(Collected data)
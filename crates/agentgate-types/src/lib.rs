//! Shared domain types for agentgate.
//!
//! Configuration, session/event records, memory entries, LLM and MCP wire
//! shapes, and the error enums used across the workspace.
//!
//! Zero infrastructure dependencies -- only serde, uuid, chrono, thiserror, secrecy.

pub mod agent;
pub mod config;
pub mod error;
pub mod gateway;
pub mod llm;
pub mod memory;
pub mod session;
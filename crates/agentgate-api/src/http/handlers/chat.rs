//! POST /chat - answer one user message.
//!
//! The agent run is bounded by the request timeout; expiry answers 504
//! `AGENT_TIMEOUT`. Events appended before the deadline stay in the session.

use axum::Json;
use axum::extract::State;
use axum::extract::rejection::JsonRejection;
use serde::{Deserialize, Serialize};
use tracing::Instrument;

use agentgate_observe::genai_attrs::OP_INVOKE_AGENT;

use crate::http::error::{ApiError, AppError};
use crate::http::response::RequestMeta;
use crate::state::AppState;

#[derive(Debug, Deserialize)]
pub struct ChatRequest {
    pub user_id: String,
    pub message: String,
    #[serde(default)]
    pub session_id: Option<String>,
}

#[derive(Debug, Serialize, Deserialize)]
pub struct ChatResponse {
    pub reply: String,
    pub session_id: String,
}

pub async fn chat(
    State(state): State<AppState>,
    payload: Result<Json<ChatRequest>, JsonRejection>,
) -> Result<Json<ChatResponse>, ApiError> {
    let meta = RequestMeta::start();
    let Json(request) = payload.map_err(|e| AppError::from(e).with_meta(&meta))?;

    let span = tracing::info_span!(
        "gen_ai.invoke_agent",
        gen_ai.operation.name = OP_INVOKE_AGENT,
        gen_ai.agent.name = %state.settings.agent.name,
        request_id = %meta.request_id,
        user_id = %request.user_id,
    );

    let run = state.runner.chat(
        &request.user_id,
        request.session_id.as_deref(),
        &request.message,
    );
    let outcome = tokio::time::timeout(state.request_timeout, run.instrument(span))
        .await
        .map_err(|_| AppError::Timeout(state.request_timeout.as_secs()).with_meta(&meta))?
        .map_err(|e| AppError::from(e).with_meta(&meta))?;

    tracing::info!(
        request_id = %meta.request_id,
        session_id = %outcome.session_id,
        elapsed_ms = meta.elapsed_ms(),
        "chat answered"
    );
    Ok(Json(ChatResponse {
        reply: outcome.reply,
        session_id: outcome.session_id,
    }))
}
//! Redis key layout.
//!
//! ```text
//! session:{app}:{user}:{session_id}   string, JSON session document
//! state:app:{app}                     string, JSON object of app state
//! state:user:{app}:{user}             string, JSON object of user state
//! memory:{app}:{user}                 hash, session_id -> JSON event array
//! ```
//!
//! Every component is escaped with [`component`], so no caller-supplied id
//! can contain the `:` separator or a glob metacharacter. Distinct
//! `(app, user, session)` triples always map to distinct keys.

use std::fmt::Write;

/// Percent-encode the bytes that would let one id alias another key or act
/// as a `KEYS` glob: `%`, `:`, `*`, `?`, `[`, `]` and `\`.
pub fn component(raw: &str) -> String {
    let mut out = String::with_capacity(raw.len());
    for ch in raw.chars() {
        match ch {
            '%' | ':' | '*' | '?' | '[' | ']' | '\\' => {
                let _ = write!(out, "%{:02X}", ch as u32);
            }
            _ => out.push(ch),
        }
    }
    out
}

pub fn session_key(app_name: &str, user_id: &str, session_id: &str) -> String {
    format!(
        "{}{}",
        session_prefix(app_name, user_id),
        component(session_id)
    )
}

/// Every session key of one user starts with this prefix.
pub fn session_prefix(app_name: &str, user_id: &str) -> String {
    format!("session:{}:{}:", component(app_name), component(user_id))
}

/// Glob matching every session of one user.
pub fn session_pattern(app_name: &str, user_id: &str) -> String {
    format!("{}*", session_prefix(app_name, user_id))
}

pub fn app_state_key(app_name: &str) -> String {
    format!("state:app:{}", component(app_name))
}

pub fn user_state_key(app_name: &str, user_id: &str) -> String {
    format!("state:user:{}:{}", component(app_name), component(user_id))
}

pub fn memory_key(app_name: &str, user_id: &str) -> String {
    format!("memory:{}:{}", component(app_name), component(user_id))
}
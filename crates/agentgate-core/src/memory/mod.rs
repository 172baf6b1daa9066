//! Long-term memory abstractions for agentgate.
//!
//! This module defines the `MemoryRepository` trait that the store backends
//! implement, and the keyword search they share.

pub mod repository;
pub mod search;
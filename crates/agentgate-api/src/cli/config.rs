//! `agentgate config`: dump the effective settings.

use agentgate_types::config::Settings;

/// Settings as pretty JSON. Secrets serialize as `[REDACTED]`.
pub fn render_config(settings: &Settings) -> anyhow::Result<String> {
    Ok(serde_json::to_string_pretty(settings)?)
}

pub fn show_config(settings: &Settings) -> anyhow::Result<()> {
    println!("{}", render_config(settings)?);
    Ok(())
}
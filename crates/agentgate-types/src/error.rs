use thiserror::Error;

use crate::llm::LlmError;

/// Errors raised while assembling `Settings` from the environment.
///
/// Every variant names the offending variable so startup failures are
/// actionable from the log line alone.
#[derive(Debug, Error)]
pub enum ConfigError {
    #[error("missing required environment variable {0}")]
    Missing(String),

    #[error("invalid value for {var}: {message}")]
    Invalid { var: String, message: String },

    #[error("failed to read env file: {0}")]
    EnvFile(String),
}

/// Errors from repository operations (used by trait definitions in agentgate-core).
#[derive(Debug, Error)]
pub enum RepositoryError {
    #[error("store connection error: {0}")]
    Connection(String),

    #[error("query error: {0}")]
    Query(String),

    #[error("entity not found")]
    NotFound,

    #[error("store operation timed out after {0}s")]
    Timeout(u64),

    #[error("serialization error: {0}")]
    Serialization(String),
}

/// Errors from the MCP gateway and its backend servers.
#[derive(Debug, Error)]
pub enum GatewayError {
    #[error("unknown MCP server '{0}'")]
    UnknownServer(String),

    #[error("tool '{tool}' not found on server '{server}'")]
    ToolNotFound { server: String, tool: String },

    #[error("unknown gateway tool '{0}'")]
    UnknownTool(String),

    #[error("invalid arguments for {tool}: {message}")]
    InvalidArguments { tool: String, message: String },

    #[error("transport error: {0}")]
    Transport(String),

    #[error("protocol error: {0}")]
    Protocol(String),

    #[error("MCP server returned error {code}: {message}")]
    Rpc { code: i64, message: String },

    #[error("MCP request timed out after {0}s")]
    Timeout(u64),
}

/// Errors surfaced by an agent invocation.
#[derive(Debug, Error)]
pub enum AgentError {
    #[error("invalid request: {0}")]
    Validation(String),

    #[error("session '{0}' not found")]
    SessionNotFound(String),

    #[error("tool loop exceeded {0} rounds")]
    ToolRoundsExceeded(u32),

    #[error(transparent)]
    Llm(#[from] LlmError),

    #[error(transparent)]
    Repository(#[from] RepositoryError),

    #[error(transparent)]
    Gateway(#[from] GatewayError),
}
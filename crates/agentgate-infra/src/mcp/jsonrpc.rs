//! JSON-RPC 2.0 framing for MCP over streamable HTTP.
//!
//! A server may answer a POST with a plain JSON body or with an SSE stream
//! whose events carry JSON-RPC messages. The HTTP client splits the stream
//! into events; this module picks the response with the expected id out of
//! either form.

use agentgate_types::error::GatewayError;
use serde::{Deserialize, Serialize};
use serde_json::Value;

pub const JSONRPC_VERSION: &str = "2.0";

#[derive(Debug, Serialize)]
pub struct JsonRpcRequest<'a> {
    pub jsonrpc: &'static str,
    pub id: i64,
    pub method: &'a str,
    pub params: Value,
}

impl<'a> JsonRpcRequest<'a> {
    pub fn new(id: i64, method: &'a str, params: Value) -> Self {
        Self {
            jsonrpc: JSONRPC_VERSION,
            id,
            method,
            params,
        }
    }
}

#[derive(Debug, Serialize)]
pub struct JsonRpcNotification<'a> {
    pub jsonrpc: &'static str,
    pub method: &'a str,
}

impl<'a> JsonRpcNotification<'a> {
    pub fn new(method: &'a str) -> Self {
        Self {
            jsonrpc: JSONRPC_VERSION,
            method,
        }
    }
}

#[derive(Debug, Deserialize)]
pub struct JsonRpcErrorObject {
    pub code: i64,
    #[serde(default)]
    pub message: String,
}

/// Any incoming message. Requests and notifications from the server have a
/// `method`; only responses carry `result` or `error`.
#[derive(Debug, Deserialize)]
struct IncomingMessage {
    #[serde(default)]
    id: Option<Value>,
    #[serde(default)]
    method: Option<String>,
    #[serde(default)]
    result: Option<Value>,
    #[serde(default)]
    error: Option<JsonRpcErrorObject>,
}

/// Decode a JSON response body (single message or batch) into the result
/// of request `expected_id`. Server-initiated requests and notifications
/// are skipped.
pub fn decode_body(body: &str, expected_id: i64) -> Result<Value, GatewayError> {
    let value: Value = serde_json::from_str(body)
        .map_err(|e| GatewayError::Protocol(format!("invalid JSON response: {e}")))?;
    let items = match value {
        Value::Array(items) => items,
        other => vec![other],
    };
    for item in items {
        let message: IncomingMessage = serde_json::from_value(item)
            .map_err(|e| GatewayError::Protocol(format!("invalid JSON-RPC message: {e}")))?;
        if let Some(outcome) = response_for(message, expected_id) {
            return outcome;
        }
    }
    Err(missing_response(expected_id))
}

/// Decode the `data` of one SSE event. Returns `None` when the event is not
/// the response to `expected_id`: a notification, another id, or a payload
/// that is not JSON-RPC at all.
pub fn decode_event_data(data: &str, expected_id: i64) -> Option<Result<Value, GatewayError>> {
    if data.trim().is_empty() {
        return None;
    }
    let message = serde_json::from_str::<IncomingMessage>(data).ok()?;
    response_for(message, expected_id)
}

pub fn missing_response(expected_id: i64) -> GatewayError {
    GatewayError::Protocol(format!("missing response for request id {expected_id}"))
}

fn response_for(message: IncomingMessage, expected_id: i64) -> Option<Result<Value, GatewayError>> {
    if message.method.is_some() || !id_matches(message.id.as_ref(), expected_id) {
        return None;
    }
    Some(match message.error {
        Some(error) => Err(GatewayError::Rpc {
            code: error.code,
            message: error.message,
        }),
        None => Ok(message.result.unwrap_or(Value::Null)),
    })
}

fn id_matches(id: Option<&Value>, expected: i64) -> bool {
    match id {
        Some(Value::Number(n)) => n.as_i64() == Some(expected),
        Some(Value::String(s)) => s.parse::<i64>().ok() == Some(expected),
        _ => false,
    }
}
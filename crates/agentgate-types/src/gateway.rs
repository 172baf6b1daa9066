//! MCP gateway types.
//!
//! Wire shapes of the MCP results the gateway consumes, plus the summaries it
//! hands to the model. MCP uses camelCase on the wire.

use serde::{Deserialize, Serialize};

/// Implementation info reported by an MCP server.
#[derive(Debug, Clone, Default, PartialEq, Serialize, Deserialize)]
pub struct ServerInfo {
    pub name: String,
    #[serde(default)]
    pub version: String,
}

/// Result of the `initialize` handshake.
#[derive(Debug, Clone, Default, Serialize, Deserialize)]
#[serde(rename_all = "camelCase")]
pub struct InitializeResult {
    #[serde(default)]
    pub protocol_version: String,
    #[serde(default)]
    pub server_info: ServerInfo,
    #[serde(default, skip_serializing_if = "Option::is_none")]
    pub instructions: Option<String>,
}

impl InitializeResult {
    /// Server instructions if non-empty, else the server version.
    pub fn description(&self) -> String {
        match self.instructions.as_deref() {
            Some(text) if !text.trim().is_empty() => text.to_string(),
            _ => self.server_info.version.clone(),
        }
    }
}

/// A tool advertised by `tools/list`.
#[derive(Debug, Clone, PartialEq, Serialize, Deserialize)]
#[serde(rename_all = "camelCase")]
pub struct McpTool {
    pub name: String,
    #[serde(default, skip_serializing_if = "Option::is_none")]
    pub description: Option<String>,
    #[serde(default)]
    pub input_schema: serde_json::Value,
    #[serde(default, skip_serializing_if = "Option::is_none")]
    pub output_schema: Option<serde_json::Value>,
}

/// The `tools/list` result page.
#[derive(Debug, Clone, Default, Serialize, Deserialize)]
#[serde(rename_all = "camelCase")]
pub struct ListToolsResult {
    #[serde(default)]
    pub tools: Vec<McpTool>,
    #[serde(default, skip_serializing_if = "Option::is_none")]
    pub next_cursor: Option<String>,
}

/// The `tools/call` result, passed to the model as-is.
#[derive(Debug, Clone, Default, PartialEq, Serialize, Deserialize)]
#[serde(rename_all = "camelCase")]
pub struct CallToolResult {
    #[serde(default)]
    pub content: Vec<serde_json::Value>,
    #[serde(default, skip_serializing_if = "Option::is_none")]
    pub structured_content: Option<serde_json::Value>,
    #[serde(default)]
    pub is_error: bool,
}

/// Entry of `list_mcp_servers`.
#[derive(Debug, Clone, PartialEq, Serialize, Deserialize)]
pub struct ServerMetadata {
    pub server_name: String,
    pub server_description: String,
}

/// Entry of `list_mcp_tools`.
#[derive(Debug, Clone, PartialEq, Serialize, Deserialize)]
pub struct ToolSummary {
    pub tool_name: String,
    pub tool_description: Option<String>,
}

impl From<&McpTool> for ToolSummary {
    fn from(tool: &McpTool) -> Self {
        Self {
            tool_name: tool.name.clone(),
            tool_description: tool.description.clone(),
        }
    }
}
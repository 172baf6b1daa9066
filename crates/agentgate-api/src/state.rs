//! Application state wiring all services together.
//!
//! The runner is generic over its store and connector ports; `AppState` pins
//! it to the infra implementations selected by the settings.

use std::path::Path;
use std::sync::Arc;
use std::time::Duration;

use agentgate_core::agent::engine::AgentEngine;
use agentgate_core::agent::runner::AgentRunner;
use agentgate_core::gateway::Gateway;
use agentgate_core::llm::box_provider::BoxLlmProvider;
use agentgate_infra::config::load_instruction;
use agentgate_infra::mcp::HttpMcpConnector;
use agentgate_infra::store::{self, MemoryBackend, SessionBackend};
use agentgate_types::agent::AgentConfig;
use agentgate_types::config::Settings;

pub type ConcreteRunner = AgentRunner<SessionBackend, MemoryBackend, HttpMcpConnector>;

/// Shared application state handed to every handler.
#[derive(Clone)]
pub struct AppState {
    pub runner: Arc<ConcreteRunner>,
    pub settings: Arc<Settings>,
    /// Upper bound on one agent invocation.
    pub request_timeout: Duration,
}

impl AppState {
    /// Connect the store, build the LLM provider and MCP gateway, and load
    /// the agent instruction.
    pub async fn init(settings: Settings) -> anyhow::Result<Self> {
        let provider = agentgate_infra::llm::build_provider(&settings.agent.model)?;
        let (sessions, memory) = store::connect(&settings.store).await?;
        let instruction = load_instruction(Path::new(&settings.agent.instruction_path));
        Self::assemble(settings, provider, sessions, memory, instruction)
    }

    /// Wire already-built parts together.
    pub fn assemble(
        settings: Settings,
        provider: BoxLlmProvider,
        sessions: SessionBackend,
        memory: MemoryBackend,
        instruction: String,
    ) -> anyhow::Result<Self> {
        let connector =
            HttpMcpConnector::new(settings.gateway.timeout_secs, settings.gateway.json_response)?;
        let gateway = Gateway::new(
            settings.gateway.name.clone(),
            settings.gateway.backend_servers.clone(),
            connector,
        );
        let engine = AgentEngine::new(provider, Arc::new(gateway));
        let runner = AgentRunner::new(
            settings.app_name(),
            AgentConfig::from(&settings),
            instruction,
            engine,
            sessions,
            memory,
        );

        tracing::info!(
            app_name = %runner.app_name(),
            backend = %settings.store.backend,
            servers = settings.gateway.backend_servers.len(),
            "agent runner ready"
        );
        Ok(Self {
            runner: Arc::new(runner),
            request_timeout: Duration::from_secs(settings.app.request_timeout_secs),
            settings: Arc::new(settings),
        })
    }
}
//! Scoped state rules.
//!
//! A state delta is split into app, user and session parts by key prefix.
//! App and user parts are stored without their prefix in shared records and
//! merged back under the prefix when a session is read.

use agentgate_types::session::{APP_PREFIX, Event, Session, StateMap, StateScope, USER_PREFIX};

/// A state delta split by storage scope. `temp:` keys are dropped.
#[derive(Debug, Default, Clone, PartialEq)]
pub struct ScopedDelta {
    /// App-wide keys, prefix stripped.
    pub app: StateMap,
    /// Per-user keys, prefix stripped.
    pub user: StateMap,
    /// Session-local keys, unchanged.
    pub session: StateMap,
}

impl ScopedDelta {
    pub fn is_empty(&self) -> bool {
        self.app.is_empty() && self.user.is_empty() && self.session.is_empty()
    }
}

pub fn partition_delta(delta: &StateMap) -> ScopedDelta {
    let mut scoped = ScopedDelta::default();
    for (key, value) in delta {
        match StateScope::of(key) {
            (StateScope::App, bare) => {
                scoped.app.insert(bare.to_string(), value.clone());
            }
            (StateScope::User, bare) => {
                scoped.user.insert(bare.to_string(), value.clone());
            }
            (StateScope::Temp, _) => {}
            (StateScope::Session, bare) => {
                scoped.session.insert(bare.to_string(), value.clone());
            }
        }
    }
    scoped
}

/// Overlay app and user state onto a session's own state under their prefixes.
pub fn merge_state(session: &mut Session, app_state: &StateMap, user_state: &StateMap) {
    for (key, value) in app_state {
        session
            .state
            .insert(format!("{APP_PREFIX}{key}"), value.clone());
    }
    for (key, value) in user_state {
        session
            .state
            .insert(format!("{USER_PREFIX}{key}"), value.clone());
    }
}

/// Apply an event to the in-memory session: non-temp state keys, the event
/// itself and the update time.
///
/// Stores call this only once the event is persisted, so a failed write
/// leaves the caller's session untouched.
pub fn apply_event(session: &mut Session, event: &Event) {
    for (key, value) in &event.actions.state_delta {
        if StateScope::of(key).0 != StateScope::Temp {
            session.state.insert(key.clone(), value.clone());
        }
    }
    session.last_update_time = event.timestamp;
    session.events.push(event.clone());
}

/// The event as it should be stored: `temp:` keys removed from its delta.
pub fn storable_event(mut event: Event) -> Event {
    event
        .actions
        .state_delta
        .retain(|key, _| StateScope::of(key).0 != StateScope::Temp);
    event
}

◆ Exercise
Above are some records; copy each line there that contains "under".

◆ Response
//! merged back under the prefix when a session is read.
/// Overlay app and user state onto a session's own state under their prefixes.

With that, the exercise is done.